Depuis mon dernier article, les choses ont bougé.
Notre ministre de la justice a demandé au Parquet via une circulaire d’être présent à toutes les audiences intéressant le barème MACRON et a demandé au même parquet de recenser toutes les décisions rendues sur ce sujet.
Jusque-là pourquoi pas, même si ce type de demande est rarissime en droit du travail et en principe réservé au droit pénal.
Mais, là où c’est plus étonnant c’est que la circulaire est très fortement orientée puisqu’elle explique en quelque sorte le « bienjugé ». Elle rappelle les décisions du Conseil d’Etat et du Conseil Constitutionnel semblant « valider » le barème et demande au parquet de rappeler aux conseillers prud’homaux les textes à appliquer.
Madame la Ministre ne communique pas, par contre, la décision du Comité européen des droits sociaux (CEDS) saisi par la Finlande sur un problème lié à un barème similaire et qui a estimé que ledit barème n’était pas conforme à la Convention n°158 de l’OIT et à la Charte Sociale Européenne du 3 mai 1996.

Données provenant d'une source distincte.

/// Two row groups and the claimed relation between them.
struct Claim<'a> {
    metric: RatioMetric,
    expected: Expected,
    target: Vec<&'a AdRow>,
    comparison: Vec<&'a AdRow>,
    target_label: String,
    comparison_label: String,
    /// Prefixes for evidence metric names.
    names: (&'static str, &'static str),
    /// Dimension the claim is about, skipped for corroboration.
    dimension: Option<Dimension>,
}

/// Measurements of a claim.
enum EvidenceOutcome {
    /// Both groups have a usable ratio.
    Compared {
        target_ratio: f64,
        comparison_ratio: f64,
        direction: DirectionCheck,
    },
    /// At least one group is empty or has a zero denominator.
    Insufficient { reason: String },
}

pub struct Evaluator<'a> {
    dataset: &'a Dataset,
    summary: &'a MetricSummary,
    config: &'a Config,
}
//! Metric summaries and the statistics behind validation.

pub mod stats;
pub mod summary;

pub use summary::*;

Elle ne rappelle pas non plus que la décision du Conseil d’Etat n’a aucune autorité de chose jugée et ne lie pas les juges ou conseils prud’homaux.

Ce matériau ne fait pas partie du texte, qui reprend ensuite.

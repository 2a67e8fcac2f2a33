//! `PostgreSQL` storage layer for the Rifa raffle platform.
//!
//! This crate provides the production implementations of the storage seams
//! defined in `rifa-core`. It uses sqlx with runtime-checked queries and
//! supports:
//!
//! - Transactional purchase commits — tickets, purchase record and sold
//!   counter become visible together or not at all
//! - Unique-constraint arbitration of concurrent ticket-number claims
//! - Raffle and purchase administration for the back office
//! - Connection pooling configured from the environment
//!
//! # Example
//!
//! ```ignore
//! use rifa_postgres::{PostgresConfig, PurchaseCommitter, initialize_schema};
//!
//! async fn example(input: rifa_core::PurchaseInput) -> Result<(), Box<dyn std::error::Error>> {
//!     let pool = PostgresConfig::from_env().connect().await?;
//!     initialize_schema(&pool).await?;
//!
//!     let committer = PurchaseCommitter::new(pool);
//!     let purchase = committer.commit(input).await?;
//!     println!("granted numbers: {:?}", purchase.ticket_numbers);
//!     Ok(())
//! }
//! ```

#![forbid(unsafe_code)]
#![warn(missing_docs)]

pub mod commit;
pub mod config;
pub mod purchases;
pub mod raffles;
mod rows;
pub mod schema;

pub use commit::{PgUnitOfWork, PurchaseCommitter};
pub use config::PostgresConfig;
pub use purchases::{PostgresPurchaseStore, SalesSummary};
pub use raffles::{PostgresRaffleStore, RaffleChanges};
pub use schema::initialize_schema;
//! Raffle administration store.
//!
//! Plain CRUD for the back office: creating and editing raffles, the public
//! listing sweep, winner assignment. None of this runs inside the purchase
//! commit path; the only shared invariant is that a raffle can never be
//! deleted while tickets or purchases still reference it.

use crate::rows::{self, db_error};
use chrono::{DateTime, Utc};
use rifa_core::{Money, Raffle, RaffleId, RaffleStatus, StoreError};
use sqlx::PgPool;

/// Partial update for a raffle; `None` fields are left unchanged.
#[derive(Debug, Clone, Default)]
pub struct RaffleChanges {
    /// New title
    pub title: Option<String>,
    /// New description
    pub description: Option<String>,
    /// New ticket price
    pub ticket_price: Option<Money>,
    /// New pool size; rejected by the store if below the sold count
    pub total_tickets: Option<u32>,
    /// New storefront minimum
    pub min_tickets_per_purchase: Option<u32>,
    /// New end date
    pub ends_at: Option<DateTime<Utc>>,
    /// New lifecycle status
    pub status: Option<RaffleStatus>,
    /// New prize image URL
    pub prize_image_url: Option<String>,
}

/// `PostgreSQL`-backed raffle store.
pub struct PostgresRaffleStore {
    pool: PgPool,
}

impl PostgresRaffleStore {
    /// Create a store over the given connection pool.
    #[must_use]
    pub const fn new(pool: PgPool) -> Self {
        Self { pool }
    }

    /// Access the underlying connection pool.
    #[must_use]
    pub const fn pool(&self) -> &PgPool {
        &self.pool
    }

    /// Persist a freshly created raffle.
    ///
    /// # Errors
    ///
    /// Returns [`StoreError::Database`] if the insert fails.
    pub async fn create(&self, raffle: &Raffle) -> Result<(), StoreError> {
        let ticket_price = i64::try_from(raffle.ticket_price.cents())
            .map_err(|e| StoreError::Decode(format!("ticket price overflow: {e}")))?;
        let total_tickets = i32::try_from(raffle.total_tickets)
            .map_err(|e| StoreError::Decode(format!("total tickets overflow: {e}")))?;
        let tickets_sold = i32::try_from(raffle.tickets_sold)
            .map_err(|e| StoreError::Decode(format!("tickets sold overflow: {e}")))?;
        let min_tickets = i32::try_from(raffle.min_tickets_per_purchase)
            .map_err(|e| StoreError::Decode(format!("minimum tickets overflow: {e}")))?;

        sqlx::query(
            r"
            INSERT INTO raffles (
                id, title, description, ticket_price, total_tickets, tickets_sold,
                min_tickets_per_purchase, status, winner, winner_image_url,
                prize_image_url, ends_at, created_at, updated_at
            ) VALUES ($1, $2, $3, $4, $5, $6, $7, $8, $9, $10, $11, $12, $13, $14)
            ",
        )
        .bind(raffle.id.as_uuid())
        .bind(&raffle.title)
        .bind(&raffle.description)
        .bind(ticket_price)
        .bind(total_tickets)
        .bind(tickets_sold)
        .bind(min_tickets)
        .bind(raffle.status.as_str())
        .bind(&raffle.winner)
        .bind(&raffle.winner_image_url)
        .bind(&raffle.prize_image_url)
        .bind(raffle.ends_at)
        .bind(raffle.created_at)
        .bind(raffle.updated_at)
        .execute(&self.pool)
        .await
        .map_err(db_error)?;

        tracing::info!(
            raffle_id = %raffle.id,
            total_tickets = raffle.total_tickets,
            "raffle created"
        );

        Ok(())
    }

    /// Fetch a raffle by id.
    ///
    /// # Errors
    ///
    /// Returns [`StoreError`] if the query fails or the row is corrupt.
    pub async fn find(&self, id: RaffleId) -> Result<Option<Raffle>, StoreError> {
        let row = sqlx::query(
            r"
            SELECT id, title, description, ticket_price, total_tickets, tickets_sold,
                   min_tickets_per_purchase, status, winner, winner_image_url,
                   prize_image_url, ends_at, created_at, updated_at
            FROM raffles
            WHERE id = $1
            ",
        )
        .bind(id.as_uuid())
        .fetch_optional(&self.pool)
        .await
        .map_err(db_error)?;

        row.as_ref().map(rows::row_to_raffle).transpose()
    }

    /// List all raffles, newest first.
    ///
    /// # Errors
    ///
    /// Returns [`StoreError`] if the query fails or a row is corrupt.
    pub async fn list(&self) -> Result<Vec<Raffle>, StoreError> {
        let rows = sqlx::query(
            r"
            SELECT id, title, description, ticket_price, total_tickets, tickets_sold,
                   min_tickets_per_purchase, status, winner, winner_image_url,
                   prize_image_url, ends_at, created_at, updated_at
            FROM raffles
            ORDER BY created_at DESC
            ",
        )
        .fetch_all(&self.pool)
        .await
        .map_err(db_error)?;

        rows.iter().map(rows::row_to_raffle).collect()
    }

    /// List the raffles the storefront should show (active and paused),
    /// newest first, after sweeping overdue ones to `ended`.
    ///
    /// # Errors
    ///
    /// Returns [`StoreError`] if the sweep or query fails.
    pub async fn list_open(&self) -> Result<Vec<Raffle>, StoreError> {
        self.expire_overdue().await?;

        let rows = sqlx::query(
            r"
            SELECT id, title, description, ticket_price, total_tickets, tickets_sold,
                   min_tickets_per_purchase, status, winner, winner_image_url,
                   prize_image_url, ends_at, created_at, updated_at
            FROM raffles
            WHERE status IN ('active', 'paused')
            ORDER BY created_at DESC
            ",
        )
        .fetch_all(&self.pool)
        .await
        .map_err(db_error)?;

        rows.iter().map(rows::row_to_raffle).collect()
    }

    /// End every active raffle whose end date has passed.
    ///
    /// Returns how many raffles were swept.
    ///
    /// # Errors
    ///
    /// Returns [`StoreError::Database`] if the update fails.
    pub async fn expire_overdue(&self) -> Result<u64, StoreError> {
        let result = sqlx::query(
            r"
            UPDATE raffles
            SET status = 'ended', updated_at = now()
            WHERE status = 'active' AND ends_at <= now()
            ",
        )
        .execute(&self.pool)
        .await
        .map_err(db_error)?;

        let swept = result.rows_affected();
        if swept > 0 {
            tracing::info!(swept, "overdue raffles ended");
        }

        Ok(swept)
    }

    /// Apply a partial update to a raffle and return the new state, or
    /// `None` if the raffle does not exist.
    ///
    /// # Errors
    ///
    /// Returns [`StoreError::Database`] if the update fails — including a
    /// `total_tickets` change that would fall below the sold count, which
    /// the schema's check constraint rejects.
    pub async fn update(
        &self,
        id: RaffleId,
        changes: &RaffleChanges,
    ) -> Result<Option<Raffle>, StoreError> {
        let ticket_price = changes
            .ticket_price
            .map(|price| {
                i64::try_from(price.cents())
                    .map_err(|e| StoreError::Decode(format!("ticket price overflow: {e}")))
            })
            .transpose()?;
        let total_tickets = changes
            .total_tickets
            .map(|total| {
                i32::try_from(total)
                    .map_err(|e| StoreError::Decode(format!("total tickets overflow: {e}")))
            })
            .transpose()?;
        let min_tickets = changes
            .min_tickets_per_purchase
            .map(|min| {
                i32::try_from(min)
                    .map_err(|e| StoreError::Decode(format!("minimum tickets overflow: {e}")))
            })
            .transpose()?;

        let row = sqlx::query(
            r"
            UPDATE raffles
            SET title = COALESCE($2::TEXT, title),
                description = COALESCE($3::TEXT, description),
                ticket_price = COALESCE($4::BIGINT, ticket_price),
                total_tickets = COALESCE($5::INTEGER, total_tickets),
                min_tickets_per_purchase = COALESCE($6::INTEGER, min_tickets_per_purchase),
                ends_at = COALESCE($7::TIMESTAMPTZ, ends_at),
                status = COALESCE($8::TEXT, status),
                prize_image_url = COALESCE($9::TEXT, prize_image_url),
                updated_at = now()
            WHERE id = $1
            RETURNING id, title, description, ticket_price, total_tickets, tickets_sold,
                      min_tickets_per_purchase, status, winner, winner_image_url,
                      prize_image_url, ends_at, created_at, updated_at
            ",
        )
        .bind(id.as_uuid())
        .bind(&changes.title)
        .bind(&changes.description)
        .bind(ticket_price)
        .bind(total_tickets)
        .bind(min_tickets)
        .bind(changes.ends_at)
        .bind(changes.status.map(|status| status.as_str()))
        .bind(&changes.prize_image_url)
        .fetch_optional(&self.pool)
        .await
        .map_err(db_error)?;

        row.as_ref().map(rows::row_to_raffle).transpose()
    }

    /// Record the winner of a finished raffle.
    ///
    /// # Errors
    ///
    /// Returns [`StoreError`] if the update fails.
    pub async fn assign_winner(
        &self,
        id: RaffleId,
        winner: &str,
        winner_image_url: Option<&str>,
    ) -> Result<Option<Raffle>, StoreError> {
        let row = sqlx::query(
            r"
            UPDATE raffles
            SET winner = $2,
                winner_image_url = COALESCE($3::TEXT, winner_image_url),
                updated_at = now()
            WHERE id = $1
            RETURNING id, title, description, ticket_price, total_tickets, tickets_sold,
                      min_tickets_per_purchase, status, winner, winner_image_url,
                      prize_image_url, ends_at, created_at, updated_at
            ",
        )
        .bind(id.as_uuid())
        .bind(winner)
        .bind(winner_image_url)
        .fetch_optional(&self.pool)
        .await
        .map_err(db_error)?;

        if row.is_some() {
            tracing::info!(raffle_id = %id, winner, "winner assigned");
        }

        row.as_ref().map(rows::row_to_raffle).transpose()
    }

    /// Delete a raffle, returning whether a row was removed.
    ///
    /// # Errors
    ///
    /// Returns [`StoreError::InUse`] while tickets or purchases still
    /// reference the raffle, [`StoreError::Database`] on other failures.
    pub async fn delete(&self, id: RaffleId) -> Result<bool, StoreError> {
        let result = sqlx::query("DELETE FROM raffles WHERE id = $1")
            .bind(id.as_uuid())
            .execute(&self.pool)
            .await;

        match result {
            Ok(done) => Ok(done.rows_affected() > 0),
            Err(sqlx::Error::Database(db)) if db.is_foreign_key_violation() => Err(
                StoreError::InUse("raffle still has tickets or purchases".to_string()),
            ),
            Err(e) => Err(db_error(e)),
        }
    }
}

Elle oublie enfin que le Conseil constitutionnel n’est juge que de la conformité des lois à la Constitution et ne se prononce pas sur la conformité des textes nationaux aux textes internationaux.
Le Conseil Constitutionnel n’a par conséquent jamais eu à se prononcer sur la conformité du barème MACRON à la Convention n°158 de l’OIT ou à la Charte Sociale Européenne.

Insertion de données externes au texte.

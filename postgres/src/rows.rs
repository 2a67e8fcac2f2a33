//! Row-to-domain mapping shared by the store modules.

use rifa_core::{
    Money, PaymentMethod, PaymentProof, Purchase, PurchaseId, PurchaseStatus, Raffle, RaffleId,
    RaffleStatus, StoreError, TicketNumber,
};
use sqlx::Row;
use sqlx::postgres::PgRow;

pub(crate) fn db_error(e: sqlx::Error) -> StoreError {
    StoreError::Database(e.to_string())
}

fn to_money(cents: i64, field: &str) -> Result<Money, StoreError> {
    u64::try_from(cents)
        .map(Money::from_cents)
        .map_err(|e| StoreError::Decode(format!("negative {field}: {e}")))
}

fn to_count(value: i32, field: &str) -> Result<u32, StoreError> {
    u32::try_from(value).map_err(|e| StoreError::Decode(format!("negative {field}: {e}")))
}

/// Map a `raffles` row onto the domain entity.
pub(crate) fn row_to_raffle(row: &PgRow) -> Result<Raffle, StoreError> {
    let status_str: String = row.get("status");
    let status = RaffleStatus::parse(&status_str).map_err(|e| StoreError::Decode(e.to_string()))?;

    Ok(Raffle {
        id: RaffleId::from_uuid(row.get("id")),
        title: row.get("title"),
        description: row.get("description"),
        ticket_price: to_money(row.get("ticket_price"), "ticket_price")?,
        total_tickets: to_count(row.get("total_tickets"), "total_tickets")?,
        tickets_sold: to_count(row.get("tickets_sold"), "tickets_sold")?,
        min_tickets_per_purchase: to_count(
            row.get("min_tickets_per_purchase"),
            "min_tickets_per_purchase",
        )?,
        status,
        winner: row.get("winner"),
        winner_image_url: row.get("winner_image_url"),
        prize_image_url: row.get("prize_image_url"),
        ends_at: row.get("ends_at"),
        created_at: row.get("created_at"),
        updated_at: row.get("updated_at"),
    })
}

/// Map a `purchases` row onto the domain entity.
pub(crate) fn row_to_purchase(row: &PgRow) -> Result<Purchase, StoreError> {
    let status_str: String = row.get("status");
    let status =
        PurchaseStatus::parse(&status_str).map_err(|e| StoreError::Decode(e.to_string()))?;
    let method_str: String = row.get("payment_method");
    let payment_method =
        PaymentMethod::parse(&method_str).map_err(|e| StoreError::Decode(e.to_string()))?;
    let numbers: Vec<String> = row.get("ticket_numbers");

    Ok(Purchase {
        id: PurchaseId::from_uuid(row.get("id")),
        raffle_id: RaffleId::from_uuid(row.get("raffle_id")),
        buyer_name: row.get("buyer_name"),
        buyer_phone: row.get("buyer_phone"),
        amount: to_money(row.get("amount"), "amount")?,
        ticket_count: to_count(row.get("ticket_count"), "ticket_count")?,
        payment_method,
        status,
        transaction_id: row.get("transaction_id"),
        ticket_numbers: numbers.into_iter().map(TicketNumber::from_string).collect(),
        receipt: PaymentProof {
            url: row.get("receipt_url"),
            storage_id: row.get("receipt_storage_id"),
        },
        created_at: row.get("created_at"),
        updated_at: row.get("updated_at"),
    })
}
#[cfg(test)]
#[allow(clippy::unwrap_used, clippy::expect_used)] // Test code can use unwrap/expect
mod tests {
    use super::*;
    use proptest::prelude::*;

    fn sample_raffle(total_tickets: u32) -> Raffle {
        Raffle::new(NewRaffle {
            title: "Motorbike".to_string(),
            description: None,
            ticket_price: Money::from_cents(500),
            total_tickets,
            min_tickets_per_purchase: 1,
            prize_image_url: None,
            ends_at: Utc::now() + chrono::Duration::days(30),
        })
        .expect("valid raffle input")
    }

    #[test]
    fn width_matches_pool_size() {
        assert_eq!(TicketNumber::width_for(1), 1);
        assert_eq!(TicketNumber::width_for(10), 1);
        assert_eq!(TicketNumber::width_for(11), 2);
        assert_eq!(TicketNumber::width_for(60), 2);
        assert_eq!(TicketNumber::width_for(100), 2);
        assert_eq!(TicketNumber::width_for(101), 3);
        assert_eq!(TicketNumber::width_for(1000), 4);
    }

    #[test]
    fn number_formatting_pads_with_zeros() {
        assert_eq!(TicketNumber::format(7, 1).as_str(), "7");
        assert_eq!(TicketNumber::format(7, 2).as_str(), "07");
        assert_eq!(TicketNumber::format(7, 4).as_str(), "0007");
        assert_eq!(TicketNumber::format(999, 4).as_str(), "0999");
    }

    #[test]
    fn status_roundtrip() {
        for status in &[RaffleStatus::Active, RaffleStatus::Paused, RaffleStatus::Ended] {
            let parsed = RaffleStatus::parse(status.as_str()).expect("valid status should parse");
            assert_eq!(*status, parsed);
        }
        for status in &[
            PurchaseStatus::Pending,
            PurchaseStatus::Verified,
            PurchaseStatus::Rejected,
        ] {
            let parsed = PurchaseStatus::parse(status.as_str()).expect("valid status should parse");
            assert_eq!(*status, parsed);
        }
        assert!(RaffleStatus::parse("closed").is_err());
        assert!(PurchaseStatus::parse("completed").is_err());
        assert!(PaymentMethod::parse("crypto").is_err());
    }

    #[test]
    fn raffle_rejects_empty_pool() {
        let result = Raffle::new(NewRaffle {
            title: "Empty".to_string(),
            description: None,
            ticket_price: Money::from_cents(100),
            total_tickets: 0,
            min_tickets_per_purchase: 1,
            prize_image_url: None,
            ends_at: Utc::now(),
        });
        assert!(result.is_err());
    }

    #[test]
    fn register_sale_ends_raffle_on_exhaustion() {
        let mut raffle = sample_raffle(10);
        raffle.register_sale(4);
        assert_eq!(raffle.tickets_sold, 4);
        assert_eq!(raffle.remaining(), 6);
        assert_eq!(raffle.status, RaffleStatus::Active);

        raffle.register_sale(6);
        assert_eq!(raffle.tickets_sold, 10);
        assert_eq!(raffle.remaining(), 0);
        assert_eq!(raffle.status, RaffleStatus::Ended);
        assert!(!raffle.is_open());
    }

    #[test]
    fn paused_raffle_still_accepts_commits() {
        let mut raffle = sample_raffle(10);
        raffle.status = RaffleStatus::Paused;
        assert!(raffle.is_open());
    }

    #[test]
    fn money_display() {
        assert_eq!(Money::from_cents(12_345).to_string(), "123.45");
        assert_eq!(Money::from_cents(5).to_string(), "0.05");
        assert_eq!(
            Money::checked_from_units(20),
            Some(Money::from_cents(2000))
        );
    }

    proptest! {
        // Every number in the pool formats to exactly the derived width and
        // parses back to the raw value it came from.
        #[test]
        fn formatted_numbers_have_uniform_width(capacity in 1u32..1_000_000, raw in 0u32..1_000_000) {
            prop_assume!(raw < capacity);
            let width = TicketNumber::width_for(capacity);
            let number = TicketNumber::format(raw, width);
            prop_assert_eq!(number.as_str().len(), width);
            prop_assert_eq!(number.as_str().parse::<u32>().unwrap(), raw);
        }
    }
}
//! Rifa — raffle ticket sales core.
//!
//! This crate implements the correctness-critical heart of a raffle ticket
//! sales platform: reserving unique ticket numbers out of a bounded pool
//! under concurrent demand, and committing a purchase atomically with the
//! numbers it was granted.
//!
//! # Architecture
//!
//! ```text
//!  PurchaseInput
//!       │
//!       ▼
//! ┌─────────────────┐     ┌──────────────────┐
//! │   Coordinator   │────▶│    Allocator     │
//! │ (single-pass    │     │ (random draw +   │
//! │  commit flow)   │     │  retry on        │
//! └─────────────────┘     │  collision)      │
//!       │                 └──────────────────┘
//!       │                         │
//!       └────────────┬────────────┘
//!                    ▼
//!         ┌─────────────────────┐
//!         │ PurchaseUnitOfWork  │  one transactional scope:
//!         │ (storage seam)      │  all writes commit together
//!         └─────────────────────┘  or roll back together
//! ```
//!
//! # Key Properties
//!
//! - **Uniqueness**: every ticket is persisted one-at-a-time, so the storage
//!   layer's `(raffle, number)` constraint arbitrates races — two buyers
//!   drawing the same number see exactly one winner, and the loser redraws.
//! - **Bounded pool**: the allocator fails fast when a request exceeds the
//!   remaining pool and the draw budget caps work under contention.
//! - **Atomicity**: the coordinator runs inside a caller-owned scope; a
//!   failure at any step rolls back the tickets, the purchase record and the
//!   sold counter together.
//!
//! Storage backends implement [`store::PurchaseUnitOfWork`]; the production
//! `PostgreSQL` implementation lives in the `rifa-postgres` crate and an
//! in-memory backend for tests in [`memory`].

#![forbid(unsafe_code)]
#![warn(missing_docs)]

pub mod allocator;
pub mod coordinator;
pub mod error;
pub mod memory;
pub mod store;
pub mod types;

pub use allocator::AllocatorPolicy;
pub use error::{CommitError, StoreError};
pub use store::{PurchaseInsert, PurchaseUnitOfWork, TicketInsert};
pub use types::{
    Money, NewRaffle, PaymentMethod, PaymentProof, Purchase, PurchaseId, PurchaseInput,
    PurchaseStatus, Raffle, RaffleId, RaffleStatus, TicketNumber,
};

La circulaire de Madame la Ministre est ainsi en quelque sorte à charge, ce qui peut poser quelques problèmes vis-à-vis de l’indépendance des juges.
Au surplus, elle n’a pas réellement changé les choses puisque les conseils de prud’hommes continuent à juger que le barème ne doit pas être appliqué.
Le dernier jugement rendu en ce sens est celui du Conseil de prud’hommes de DIJON en date du 19 mars 2019.
La Cour d’Appel de PARIS saisie de ce problème de barème a préféré renvoyer une affaire à une audience ultérieure, afin de pouvoir demander l’avis du Parquet Général.
Encore une fois ce type d’interrogation est rarissime en droit social.
La décision de la Cour devrait être rendue le 23 mai prochain.
L’argumentation de l’avocat de l’appelant était intéressante puisqu’elle consistait à affirmer que les décisions du Conseil d’Etat et du Conseil Constitutionnel ne s’imposent pas au juge contrairement aux textes internationaux tels que la convention n°158 de l’OIT et la Charte Sociale Européenne, ces deux textes prévoyant qu’un plafond d’indemnisation ne peut exister que s’il est dissuasif pour l’employeur et compense intégralement le préjudice subi.
Pour être tout à fait complète, il faut encore souligner que le CEDS a été saisi du problème du Barème MACRON par la CGT et FO. Le verdict est attendu l’année prochaine.
Toutefois, au regard de la décision rendue par ce comité à propos du barème finlandais, il est à prévoir que le barème français ne va pas être applaudi.